The Northern Metals Recycling facility in north Minneapolis, long a source of residents’ air quality concerns, will relocate to Becker, Minn., by August 2019.

Under an agreement reached with the Minnesota Pollution Control Agency (MPCA), Northern Metals will also pay $2.5 million in costs and penalties.

“This settlement is a welcome start to addressing a problem for residents in north Minneapolis who are already overburdened with health and pollution issues,” MPCA Commissioner John Linc Stine said in a statement Friday. “The company recognized the serious nature of its violations, and they’ve chosen to take the right steps.”

The MPCA has been in negotiations with Northern Metals since the fall. The settlement, one of the largest the MPCA has ever negotiated, resolves two ongoing legal disputes.

In 2015, Northern Metals went to court to try to shut down MPCA air monitors near the facility.

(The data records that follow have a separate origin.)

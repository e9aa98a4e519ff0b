use async_trait::async_trait;
use reqwest::Client;
use std::time::Duration;
use tracing::debug;

use crate::cancel::CancelToken;
use crate::error::ApiError;

/// Status line and body of a completed HTTP exchange, before any decoding.
#[derive(Debug, Clone, PartialEq)]
pub struct RawResponse {
    pub status: u16,
    pub status_text: String,
    pub body: Vec<u8>,
}

impl RawResponse {
    pub fn ok(body: impl Into<Vec<u8>>) -> Self {
        Self {
            status: 200,
            status_text: "OK".to_string(),
            body: body.into(),
        }
    }
}

/// The HTTP seam. Implementations must return `ApiError::Cancelled` once the
/// token fires, whatever stage the request is in.
#[async_trait]
pub trait Transport: Send + Sync {
    async fn get(
        &self,
        path: &str,
        query: &[(&str, String)],
        cancel: &CancelToken,
    ) -> Result<RawResponse, ApiError>;
}

pub struct ReqwestTransport {
    base_url: String,
    client: Client,
}

impl ReqwestTransport {
    pub fn new(base_url: &str, timeout: Duration) -> Result<Self, ApiError> {
        let client = Client::builder()
            .timeout(timeout)
            .pool_max_idle_per_host(10)
            .build()?;
        Ok(Self {
            base_url: base_url.trim_end_matches('/').to_string(),
            client,
        })
    }
}

#[async_trait]
impl Transport for ReqwestTransport {
    async fn get(
        &self,
        path: &str,
        query: &[(&str, String)],
        cancel: &CancelToken,
    ) -> Result<RawResponse, ApiError> {
        let url = format!("{}{}", self.base_url, path);
        debug!(%url, ?query, "GET");

        let response = tokio::select! {
            _ = cancel.cancelled() => return Err(ApiError::Cancelled),
            resp = self.client.get(&url).query(query).send() => resp?,
        };

        let status = response.status();
        let body = tokio::select! {
            _ = cancel.cancelled() => return Err(ApiError::Cancelled),
            bytes = response.bytes() => bytes?,
        };

        debug!(%url, status = status.as_u16(), bytes = body.len(), "response");
        Ok(RawResponse {
            status: status.as_u16(),
            status_text: status.canonical_reason().unwrap_or("Unknown Status").to_string(),
            body: body.to_vec(),
        })
    }
}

A year later, the MPCA moved to revoke Northern Metals’ air quality permit after investigations at the site revealed the company was not following the permit and had omitted information during the permit process.

The $2.5 million settlement includes a $1 million civil penalty, payment for three years of air monitoring, reimbursement to the state for monitoring costs, court costs and legal fees and $600,000 for community heath projects in areas neighboring the facility.

In a statement, Northern Metals Chief Operating Officer Scott Helberg said the company is “pleased that we have been able to amicably and cooperatively resolve this matter outside of the courts.”

The statement maintained that Northern Metals complied with its permit terms and obeyed state and federal laws.

Northern Metals’ move to Becker will take a couple of years, said Sarah Kilgriff, manager of the MPCA’s land and air compliance section.

“In the meantime, of course, the agency is going to be watching the facility very closely and ensuring that they’re staying in compliance with the limits and their permit,” she said.

Northern Metals is expected to bring more than 85 jobs to Becker, where city officials have been courting the company for about a year. The facility will be located in the city’s industrial park near Hwy. 10 and a railroad line.

“We’re pretty excited to get started on it,” said City Manager Greg Pruszinske.

Meanwhile, Minneapolis residents living near Northern Metals can’t wait to get rid of it.

Northern Metals is paying for community health efforts in north and northeast Minneapolis. The money will go toward asthma education and mitigation, as well as efforts to increase lead testing follow-up for children, said Dan Huff, environmental health director at the Minneapolis Health Department.

Additional mitigation will be needed after the money from Northern Metals is gone, Huff said. Grants from the Department of Housing and Urban Development and Environmental Protection Agency are possible solutions, he said — but they’re precarious, given the Trump administration’s plans to reduce funding to both.

“In any settlement, there are pluses and minuses,” Huff said. “This is no exception.”